Il émit un soupir de soulagement entre ses dents serrées. Dusack était encore en vie. Empoisonné par sa faute, peut-être, mais il allait survivre. 

— Aide-moi, Pixx. Je ferai en sorte de t'apprendre à dompter ton Sceau. Et de continuer à soigner ton ami. Il ne faudrait pas que tout à coup, je l'abandonne à son triste sort... 

Un nouveau rictus satisfait aux lèvres, elle sauta de son banc et se dirigea vers la lisière des Échardes. Pixx laissa retomber ses bras sur ses flancs. Quelque peu soulagé mais toujours désemparé, il tergiversa un moment puis se décida à l'accompagner, sans véritable alternative à sa disposition. 

— Attends un peu ! lança-t-il en la suivant d'un pas hésitant. Je veux le voir ! Dusack ! Où est-il ? Je dois m'excuser, je dois... 

— Aucune visite, répliqua-t-elle alors qu'elle lui tournait encore le dos. Il est alité et a besoin de repos. Peut-être après nous avoir aidés, nous verrons. Une autre question ? 

— Des dizaines, même ! Qu'est-ce que me fait ce foutu Sceau ? Est-ce que je peux stopper ce... poison ? Dis-moi exactement ce que tu attends de moi ! Tu as un plan ou quelque chose ? Ne crois pas que je vais faire quoi que ce soit si tu ne daignes rien m'expliquer. 

D'autres inquiétudes qu'il préférait ne pas évoquer tournoyaient dans son esprit. Pourquoi Caprice, une totale inconnue, lui avait-elle gravé ce Sceau ? Que voulait-elle dire quand elle parlait de faire renaître les pouvoirs d'un père disparu ? Ses paroles contrastaient avec les événements, et plutôt qu'une renaissance, tout semblait indiquer l'imminence d'une mort perverse. Pour lui et pour la nature alentour. 

Bientôt ils arrivèrent à l'orée de la forêt. La jeune femme s'accroupit et posa sa main dans l'herbe fraîche. Devant elle, de gros flocons tombaient doucement et formaient un voile dense au milieu des arbres. La visibilité était réduite à une trentaine de pas. De terribles créatures auraient pu se cacher dans les fourrés les plus proches qu'ils ne l'auraient pas su. Pixx admira un instant le contraste entre les chutes de neige des Échardes et le ciel bleu qui s'étendait au-dessus du village, mais l'impatience écourta sa contemplation : 

— Je suis à peu près sûr d'avoir posé des questions ! s'insurgea-t-il face à l'absence de réaction d'Isélia. 
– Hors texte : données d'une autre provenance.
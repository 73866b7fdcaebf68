use std::collections::{BTreeMap, HashMap};
use std::fmt::Write;

use chrono::NaiveDate;
use uuid::Uuid;

use crate::catalog::{Catalogs, TagCatalog};
use crate::difficulty::compute_difficulty;
use crate::models::{Project, RelationType, Relationship, Student};
use crate::stats;

fn describe_counts(counts: &BTreeMap<String, usize>, catalog: &TagCatalog) -> String {
    let mut entries: Vec<(&str, usize)> = counts
        .iter()
        .map(|(id, count)| (catalog.label_of(id).unwrap_or(id.as_str()), *count))
        .collect();
    entries.sort_by(|a, b| b.1.cmp(&a.1).then_with(|| a.0.cmp(b.0)));
    entries
        .iter()
        .map(|(label, count)| format!("{label} {count}"))
        .collect::<Vec<_>>()
        .join(", ")
}

pub fn build_report(
    project: &Project,
    generated_on: NaiveDate,
    students: &[Student],
    relationships: &[Relationship],
    catalogs: &Catalogs,
) -> String {
    let progress = stats::assignment_progress(students);
    let classes = stats::aggregate_all_classes(
        project.target_classes,
        students,
        relationships,
        catalogs,
    );
    let names: HashMap<Uuid, &str> = students.iter().map(|s| (s.id, s.name.as_str())).collect();

    let mut output = String::new();
    let _ = writeln!(output, "# Class Reassignment Report: {}", project.name);
    let _ = writeln!(
        output,
        "Generated {} ({} current classes into {} target classes)",
        generated_on, project.current_classes, project.target_classes
    );
    let _ = writeln!(output);
    let _ = writeln!(
        output,
        "Progress: {} of {} students placed ({}%), {} unassigned.",
        progress.assigned, progress.total, progress.percent, progress.unassigned
    );
    let _ = writeln!(output);
    let _ = writeln!(output, "## Class Balance");

    if classes.is_empty() {
        let _ = writeln!(output, "No target classes configured.");
    } else {
        let _ = writeln!(
            output,
            "| Class | Total | Male | Female | Conflicts | Friendly | Difficulty | Ranks (n / min / max / avg) |"
        );
        let _ = writeln!(output, "|---|---|---|---|---|---|---|---|");
        for class in &classes {
            let ranks = match class.rank_stats {
                Some(rank) => format!("{} / {} / {} / {:.1}", rank.count, rank.min, rank.max, rank.avg),
                None => "-".to_string(),
            };
            let _ = writeln!(
                output,
                "| {} | {} | {} | {} | {} | {} | {} | {} |",
                class.class_number,
                class.total,
                class.male,
                class.female,
                class.conflict_count,
                class.friendly_count,
                class.difficulty_score,
                ranks
            );
        }
    }

    let _ = writeln!(output);
    let _ = writeln!(output, "## Tag Distribution");
    for class in classes.iter().filter(|class| class.total > 0) {
        let _ = writeln!(output, "- Class {}", class.class_number);
        if !class.behavior_counts.is_empty() {
            let _ = writeln!(
                output,
                "  - Behaviors: {}",
                describe_counts(&class.behavior_counts, &catalogs.behaviors)
            );
        }
        if !class.special_note_counts.is_empty() {
            let _ = writeln!(
                output,
                "  - Special notes: {}",
                describe_counts(&class.special_note_counts, &catalogs.special_notes)
            );
        }
    }

    let _ = writeln!(output);
    let _ = writeln!(output, "## Conflicts Placed Together");
    let mut any_conflict = false;
    for class in &classes {
        for relationship in stats::in_class_relationships(class.class_number, students, relationships)
            .into_iter()
            .filter(|r| r.relation_type == RelationType::Conflict)
        {
            any_conflict = true;
            let _ = writeln!(
                output,
                "- Class {}: {} and {}",
                class.class_number,
                names.get(&relationship.student_id).copied().unwrap_or("?"),
                names.get(&relationship.target_student_id).copied().unwrap_or("?")
            );
        }
    }
    if !any_conflict {
        let _ = writeln!(output, "No conflict pairs share a class.");
    }

    let mut scored: Vec<(&Student, _)> = students
        .iter()
        .map(|s| (s, compute_difficulty(s, &catalogs.behaviors, &catalogs.special_notes)))
        .filter(|(_, difficulty)| difficulty.score > 0)
        .collect();
    scored.sort_by(|a, b| b.1.score.cmp(&a.1.score).then_with(|| a.0.name.cmp(&b.0.name)));

    let _ = writeln!(output);
    let _ = writeln!(output, "## Highest Difficulty Students");
    if scored.is_empty() {
        let _ = writeln!(output, "No students with a positive difficulty score.");
    } else {
        for (student, difficulty) in scored.iter().take(10) {
            let placement = student
                .target_class
                .map(|class| format!("class {class}"))
                .unwrap_or_else(|| "unassigned".to_string());
            let _ = writeln!(
                output,
                "- {} ({}) score {} [{}]",
                student.name, placement, difficulty.score, difficulty.label
            );
        }
    }

    output
}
— Je suis complètement sûre d'avoir imposé mes conditions ! riposta-t-elle avec encore plus d'animosité que lui. Tu m'aides. Et je t'éclaire ensuite. Il n'y a pas de négociations. Tu as plus à perdre que moi si tu refuses. 

Il soupira et tapa du pied dans un caillou pour tenter d'évacuer sa frustration. Il n'avait aucun vrai moyen de pression sur elle. Dans un élan aventureux, il pouvait toujours décider de ne pas la croire, voire de la menacer de ne pas l'aider, et laisser les rebelles se débrouiller face aux soldats ennemis. Mais il s'exposait alors à sa propre mort, ainsi qu'à celle de Dusack. Il ne pouvait pas risquer une telle éventualité, aussi incertaine fût-elle. 

— Je peux tout de même poser une question ? lâcha-t-il après un court silence. Sur un tout autre sujet. 

Elle ronchonna entre ses dents. 

— C'était vraiment mieux quand tu bégayais et étais mal à l'aise. Je n'aurais pas dû te dire qu'il était encore vivant. 

— Il faut que je demande, continua-t-il en faisant fi de ses commentaires. Il faut que je comprenne. Pourquoi es-tu une rebelle ? Qu'est-ce que vous combattez ? Je ne vis pas ici, ça devrait être le dernier de mes soucis. Mais vos revendications méritent-elles... 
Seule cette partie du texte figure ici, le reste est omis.